Saved entries:

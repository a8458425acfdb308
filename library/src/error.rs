use thiserror::Error;
use uuid::Uuid;

#[derive(Error, Debug)]
pub enum LibraryError {
    #[error("I/O error: {0}")]
    Io(#[from] std::io::Error),
    #[error("JSON parsing error: {0}")]
    Json(#[from] serde_json::Error),
    #[error("Config error: {0}")]
    Config(#[from] toml::de::Error),
    #[error("Layer {0} not found")]
    LayerNotFound(Uuid),
    #[error("Block {0} not found")]
    BlockNotFound(Uuid),
    #[error("Keyframe {0} not found")]
    KeyframeNotFound(Uuid),
    #[error("Layer {0} is locked")]
    LayerLocked(Uuid),
    #[error("Storage error: {0}")]
    Storage(String),
    #[error("Backend does not provide `{0}`")]
    CapabilityMissing(&'static str),
    #[error("Cannot {action} while {mode}")]
    ModeConflict {
        action: &'static str,
        mode: &'static str,
    },
    #[error("Unsupported operation: {0}")]
    Unsupported(&'static str),
    #[error("Invalid argument: {0}")]
    InvalidArgument(String),
    #[error("Runtime error: {0}")]
    Runtime(String),
}

impl LibraryError {
    pub fn is_capability_missing(&self) -> bool {
        matches!(self, LibraryError::CapabilityMissing(_))
    }
}

/// Turns a missing backend capability into `Ok(None)` so callers can return early.
pub fn tolerate_missing<T>(result: Result<T, LibraryError>) -> Result<Option<T>, LibraryError> {
    match result {
        Ok(value) => Ok(Some(value)),
        Err(LibraryError::CapabilityMissing(name)) => {
            log::warn!("Skipping operation: backend does not provide `{}`", name);
            Ok(None)
        }
        Err(err) => Err(err),
    }
}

• [YOUR INSTRUCTIONS] The lines you return should be those above that contain the word "Unsupported", every one of them.

• [WRITTEN SOLUTION]
    #[error("Unsupported operation: {0}")]
    Unsupported(&'static str),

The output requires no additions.